A friendship like that which united him to the Vaquero is not broken so suddenly without the heart suffering from it, and in spite of the exceptional circumstances which had caused the separation of the two men, Leon could not refrain from a species of remorse.

Turning over in his mind the different phases of his past existence and those of the four last years of his life, spent in the midst of llanos and Pampas, he asked himself whether he had not consciously exchanged the quietude of an unclouded present for the painful agitation of a future big with tempests.

With his eye fixed on the dark and bold outline of Diego, which was vaguely designed on the horizon, and was gradually disappearing in space, twenty times he was on the point of dashing forward and begging him to return, while swearing to give up the ardent passion which mastered him; but an invincible force nailed him to the ground, his choking voice died away on his lips, and his courage failed him. Ere long an impenetrable mist spread between the eyes of the young man and his friend, who entirely disappeared.

Then Leon began cursing the fatal love which had come to torture his heart, and the hours of the night passed away unnoticed by him, so greatly were his thoughts concentrated in his soul.

The sky was gloomy; heavy black clouds strangely edged, and driven from the south-west by a cold wind, coursed through the air with extreme velocity. When, at rare intervals, the moon appeared during the short period which separated a cloud on the horizon from the advent of another which dashed after it, its pale and sickly rays hardly lit up the objects on which they cast their vague light.

The scenery, plunged in darkness at each new obscuration of the moon, was mournful and silent, and nothing could be heard but the regular footfall of the sentry echoing on the hardened soil. All were asleep in the camp, save the sentry and Leon, and the latter, not afraid of being seen, gave a free course to his grief, and heavy tears fell from his eyes.

What secret and acrid sorrows are contained in each of these drops of burning water which trickle down a man's face. Tears! the supreme expression of impotence and despair. Tears! the height of weakness and despondency which brutally restore man to his place, by showing him the vanity of his pride, and the nullity of his pretended strength.

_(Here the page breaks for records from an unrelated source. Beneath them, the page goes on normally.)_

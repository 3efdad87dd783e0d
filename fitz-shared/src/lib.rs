#![cfg_attr(not(test), forbid(unsafe_code))]
//! Shared building blocks for the Fitz clients.
//!
//! Everything here compiles for both native targets and `wasm32`, so the web
//! frontend and the CLI speak to the remote API through the same models,
//! session store and HTTP client.

pub mod api;
#[cfg(not(target_arch = "wasm32"))]
pub mod config;
pub mod forms;
pub mod models;
pub mod pagination;
pub mod resource;
pub mod session;
pub mod validation;

pub use api::{ClientError, FitzClient};
pub use pagination::Pager;
pub use resource::RemoteResource;
pub use session::{Session, SessionStorage, SessionStore};
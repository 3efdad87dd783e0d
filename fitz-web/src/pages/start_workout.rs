use crate::{
    api::client_for,
    components::{ErrorAlert, Loading, form::SelectField},
    hooks::use_remote_resource,
    models::app_state::AppState,
    routes::MainRoute,
};
use shared::{RemoteResource, forms::StartWorkoutSelection};
use yew::prelude::*;
use yew_router::prelude::use_navigator;
use yewdux::prelude::use_selector;

/// Pick a routine and hand it to the log screen through navigation state.
#[function_component(StartWorkoutPage)]
pub fn start_workout_page() -> Html {
    let token = use_selector(AppState::token);
    let navigator = use_navigator();
    let routines = use_remote_resource((*token).clone(), |token| async move {
        client_for(token.as_deref()).routine_catalogue().await
    });
    let selection = use_state(StartWorkoutSelection::default);
    let error = use_state(|| None::<String>);

    let on_select = {
        let selection = selection.clone();
        let error = error.clone();
        Callback::from(move |routine_id: String| {
            let mut next = (*selection).clone();
            next.select(routine_id);
            selection.set(next);
            error.set(None);
        })
    };

    let on_start = {
        let selection = selection.clone();
        let error = error.clone();
        Callback::from(move |_: MouseEvent| match selection.handoff() {
            Ok(handoff) => {
                if let Some(navigator) = &navigator {
                    navigator.push_with_state(&MainRoute::LogWorkout, handoff);
                }
            }
            Err(err) => error.set(Some(err.to_string())),
        })
    };

    let content = match &*routines {
        RemoteResource::Loading => html! { <Loading /> },
        RemoteResource::Failed(message) => html! { <ErrorAlert message={message.clone()} /> },
        RemoteResource::Ready(routines) => {
            let options = routines
                .iter()
                .map(|routine| (AttrValue::from(routine.id.clone()), AttrValue::from(routine.name.clone())))
                .collect::<Vec<_>>();
            html! {
                <div class="card bg-base-100 shadow">
                    <div class="card-body">
                        if let Some(message) = &*error {
                            <ErrorAlert message={message.clone()} />
                        }
                        <SelectField
                            id="routine"
                            label="Routine"
                            value={selection.selected().unwrap_or_default().to_string()}
                            {options}
                            on_change={on_select}
                        />
                        <div class="card-actions justify-end mt-4">
                            <button class="btn btn-primary" onclick={on_start}>{"Start Workout"}</button>
                        </div>
                    </div>
                </div>
            }
        }
    };

    html! {
        <div class="space-y-4">
            <h1 class="text-3xl font-bold">{"Start Workout"}</h1>
            {content}
        </div>
    }
}
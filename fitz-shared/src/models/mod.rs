//! Wire models exchanged with the remote fitness API.
//!
//! Field names follow the API's JSON (camelCase keys and `_id` identifiers);
//! anything the server may leave out deserialises with a default.

pub mod auth;
pub mod errors;
pub mod exercise;
pub mod pagination;
pub mod progress;
pub mod routine;
pub mod user;
pub mod workout;

pub use auth::{AuthResponse, LoginRequest, RegisterRequest};
pub use errors::ErrorResponse;
pub use exercise::{Exercise, ExerciseRef};
pub use pagination::{ExerciseListResponse, Page, RoutineListResponse, WorkoutListResponse};
pub use progress::{Dashboard, MuscleGroupInsight, MuscleInsights, VolumeSummary};
pub use routine::{CreateRoutineRequest, Difficulty, NewRoutineExercise, Routine, RoutineExercise, RoutineRef};
pub use user::{FitnessLevel, Gender, User};
pub use workout::{CreateWorkoutRequest, LoggedExercise, SetPerformance, WorkoutLog};
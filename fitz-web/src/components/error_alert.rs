use yew::{AttrValue, Html, Properties, function_component, html};

#[derive(Properties, PartialEq)]
pub struct ErrorAlertProps {
    pub message: AttrValue,
}

/// Inline error banner; screens show it in place of their content.
#[function_component(ErrorAlert)]
pub fn error_alert(props: &ErrorAlertProps) -> Html {
    html! {
        <div class="alert alert-error" role="alert">
            <span>{props.message.clone()}</span>
        </div>
    }
}
use crate::{models::app_state::AppState, routes::MainRoute};
use shared::models::User;
use yew::prelude::*;
use yew_router::prelude::Link;
use yewdux::prelude::use_selector;

#[derive(Properties, PartialEq)]
pub struct ProfileViewProps {
    pub user: Option<User>,
}

fn row(label: &'static str, value: Option<String>) -> Html {
    html! {
        <tr>
            <th>{label}</th>
            <td>{value.unwrap_or_else(|| "Not set".to_string())}</td>
        </tr>
    }
}

/// Read-only rendering of the cached user.
#[function_component(ProfileView)]
pub fn profile_view(props: &ProfileViewProps) -> Html {
    let Some(user) = &props.user else {
        return html! {
            <div class="alert alert-info">
                <span>{"Please log in to view your profile."}</span>
            </div>
        };
    };

    html! {
        <div class="card bg-base-100 shadow">
            <div class="card-body">
                <h2 class="card-title">{user.username.clone()}</h2>
                <table class="table">
                    <tbody>
                        {row("Email", Some(user.email.clone()).filter(|email| !email.is_empty()))}
                        {row("Age", user.age.map(|age| age.to_string()))}
                        {row("Gender", user.gender.map(|gender| gender.label().to_string()))}
                        {row("Height", user.height.map(|height| format!("{height} cm")))}
                        {row("Weight", user.weight.map(|weight| format!("{weight} kg")))}
                        {row("Weight goal", user.weight_goal.map(|goal| format!("{goal} kg")))}
                        {row("Main goal", user.main_goal.clone())}
                        {row("Fitness level", user.fitness_level.map(|level| level.label().to_string()))}
                        {row("Preferred workout split", user.preferred_workout_split.clone())}
                    </tbody>
                </table>
            </div>
        </div>
    }
}

#[function_component(ProfilePage)]
pub fn profile_page() -> Html {
    let user = use_selector(|state: &AppState| state.user().cloned());

    html! {
        <div class="space-y-4">
            <div class="flex items-center justify-between">
                <h1 class="text-3xl font-bold">{"Profile"}</h1>
                if user.is_some() {
                    <Link<MainRoute> to={MainRoute::Settings} classes="btn btn-outline btn-sm">
                        {"Edit"}
                    </Link<MainRoute>>
                }
            </div>
            <ProfileView user={(*user).clone()} />
        </div>
    }
}
use crate::{
    api::client_for,
    components::{ErrorAlert, Loading, form::{TextField, event_value}},
    hooks::use_remote_resource,
    models::app_state::AppState,
    routes::MainRoute,
};
use shared::{
    RemoteResource,
    forms::{SetEntry, SetField, WorkoutDraft, WorkoutHandoff, prepare_workout_log},
    validation::{Field, FieldErrors},
};
use wasm_bindgen_futures::spawn_local;
use yew::prelude::*;
use yew_router::prelude::{Link, use_location, use_navigator};
use yewdux::prelude::use_selector;

const SET_COLUMNS: [(SetField, &str); 4] = [
    (SetField::Weight, "Weight (kg)"),
    (SetField::Reps, "Reps"),
    (SetField::Duration, "Duration (s)"),
    (SetField::RestAfter, "Rest after (s)"),
];

fn set_value(entry: &SetEntry, field: SetField) -> String {
    match field {
        SetField::Weight => entry.weight.clone(),
        SetField::Reps => entry.reps.clone(),
        SetField::Duration => entry.duration.clone(),
        SetField::RestAfter => entry.rest_after.clone(),
    }
}

#[derive(Properties, PartialEq)]
struct WorkoutFormProps {
    draft: WorkoutDraft,
}

#[function_component(WorkoutForm)]
fn workout_form(props: &WorkoutFormProps) -> Html {
    let draft = use_state(|| props.draft.clone());
    let field_errors = use_state(FieldErrors::new);
    let error = use_state(|| None::<String>);
    let saving = use_state(|| false);
    let session = use_selector(|state: &AppState| {
        (state.token(), state.user().and_then(|user| user.id.clone()))
    });
    let navigator = use_navigator();

    let on_set = {
        let draft = draft.clone();
        Callback::from(move |(exercise, set, field, value): (usize, usize, SetField, String)| {
            let mut next = (*draft).clone();
            next.set_field(exercise, set, field, value);
            draft.set(next);
        })
    };

    let update = |apply: fn(&mut WorkoutDraft, String)| {
        let draft = draft.clone();
        Callback::from(move |value: String| {
            let mut next = (*draft).clone();
            apply(&mut next, value);
            draft.set(next);
        })
    };

    let on_notes = {
        let draft = draft.clone();
        Callback::from(move |event: InputEvent| {
            let mut next = (*draft).clone();
            next.notes = event_value(&event).unwrap_or_default();
            draft.set(next);
        })
    };

    let onsubmit = {
        let draft = draft.clone();
        let field_errors = field_errors.clone();
        let error = error.clone();
        let saving = saving.clone();
        let session = session.clone();
        Callback::from(move |event: SubmitEvent| {
            event.prevent_default();
            error.set(None);
            let (token, user_id) = (*session).clone();
            let request = match draft.to_request(user_id.as_deref()) {
                Ok(request) => request,
                Err(errors) => {
                    field_errors.set(errors);
                    return;
                }
            };
            field_errors.set(FieldErrors::new());
            saving.set(true);
            let error = error.clone();
            let saving = saving.clone();
            let navigator = navigator.clone();
            spawn_local(async move {
                match client_for(token.as_deref()).log_workout(&request).await {
                    Ok(workout) => {
                        log::info!("logged workout {}", workout.id);
                        if let Some(navigator) = &navigator {
                            navigator.push(&MainRoute::Dashboard);
                        }
                    }
                    Err(err) => {
                        log::warn!("workout logging failed: {err}");
                        error.set(Some(err.to_string()));
                    }
                }
                saving.set(false);
            });
        })
    };

    let exercises = draft
        .exercises
        .iter()
        .enumerate()
        .map(|(exercise_index, exercise)| {
            html! {
                <div class="card bg-base-100 shadow">
                    <div class="card-body">
                        <h2 class="card-title">{exercise.exercise_name.clone()}</h2>
                        <table class="table">
                            <thead>
                                <tr>
                                    <th>{"Set"}</th>
                                    { for SET_COLUMNS.iter().map(|(_, label)| html! { <th>{*label}</th> }) }
                                </tr>
                            </thead>
                            <tbody>
                                { for exercise.sets.iter().enumerate().map(|(set_index, entry)| {
                                    let cells = SET_COLUMNS.iter().map(|&(field, _)| {
                                        let onchange = on_set.reform(move |event: Event| {
                                            (exercise_index, set_index, field, event_value(&event).unwrap_or_default())
                                        });
                                        html! {
                                            <td>
                                                <input
                                                    class="input input-bordered input-sm w-24"
                                                    type="number"
                                                    value={set_value(entry, field)}
                                                    {onchange}
                                                />
                                            </td>
                                        }
                                    });
                                    let set_error = field_errors.message(Field::Set {
                                        exercise: exercise_index,
                                        set: set_index,
                                    });
                                    html! {
                                        <>
                                            <tr>
                                                <td>{(set_index + 1).to_string()}</td>
                                                { for cells }
                                            </tr>
                                            if let Some(message) = set_error {
                                                <tr><td colspan="5" class="text-error text-sm">{message}</td></tr>
                                            }
                                        </>
                                    }
                                }) }
                            </tbody>
                        </table>
                    </div>
                </div>
            }
        })
        .collect::<Html>();

    html! {
        <form class="space-y-4" {onsubmit}>
            <h1 class="text-3xl font-bold">{format!("Log Workout: {}", draft.routine_name)}</h1>
            if let Some(message) = &*error {
                <ErrorAlert message={message.clone()} />
            }
            {exercises}
            <div class="card bg-base-100 shadow">
                <div class="card-body">
                    <TextField
                        id="duration"
                        label="Duration (min)"
                        input_type="number"
                        value={draft.duration.clone()}
                        on_input={update(|draft, value| draft.duration = value)}
                        error={field_errors.message(Field::Duration)}
                    />
                    <TextField
                        id="feeling-rating"
                        label="How did it feel? (1-5)"
                        input_type="number"
                        value={draft.feeling_rating.clone()}
                        on_input={update(|draft, value| draft.feeling_rating = value)}
                        error={field_errors.message(Field::FeelingRating)}
                    />
                    <div class="form-control">
                        <label class="label" for="notes">
                            <span class="label-text">{"Notes"}</span>
                        </label>
                        <textarea
                            id="notes"
                            class="textarea textarea-bordered"
                            value={draft.notes.clone()}
                            oninput={on_notes}
                        />
                    </div>
                    <div class="form-control mt-6">
                        <button class="btn btn-primary" type="submit" disabled={*saving}>
                            {if *saving { "Saving..." } else { "Finish Workout" }}
                        </button>
                    </div>
                </div>
            </div>
        </form>
    }
}

#[function_component(LogWorkoutPage)]
pub fn log_workout_page() -> Html {
    let token = use_selector(AppState::token);
    let location = use_location();
    let routine_id = location
        .and_then(|location| location.state::<WorkoutHandoff>())
        .map(|handoff| handoff.routine_id.clone());
    let draft = use_remote_resource(((*token).clone(), routine_id), |(token, routine_id)| async move {
        let handoff = routine_id.map(|routine_id| WorkoutHandoff { routine_id });
        prepare_workout_log(&client_for(token.as_deref()), handoff.as_ref()).await
    });

    match &*draft {
        RemoteResource::Loading => html! { <Loading /> },
        RemoteResource::Failed(message) => html! {
            <div class="space-y-4">
                <ErrorAlert message={message.clone()} />
                <Link<MainRoute> to={MainRoute::StartWorkout} classes="btn btn-outline">
                    {"Choose a routine"}
                </Link<MainRoute>>
            </div>
        },
        RemoteResource::Ready(draft) => html! { <WorkoutForm draft={draft.clone()} /> },
    }
}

The captain of the smugglers was still weeping when a hand was laid on, or rather slightly touched, his shoulder. He quickly raised his head, and with difficulty restrained a cry of surprise. Doña Maria was standing before him, with her finger laid on her lip, in order to recommend silence.

Half hidden by the white lace which surrounded her face, and fell in long streamers on her shoulders, the maiden presented herself to Leon's astonished gaze, like a celestial apparition which had come from on high to restore him hope and courage.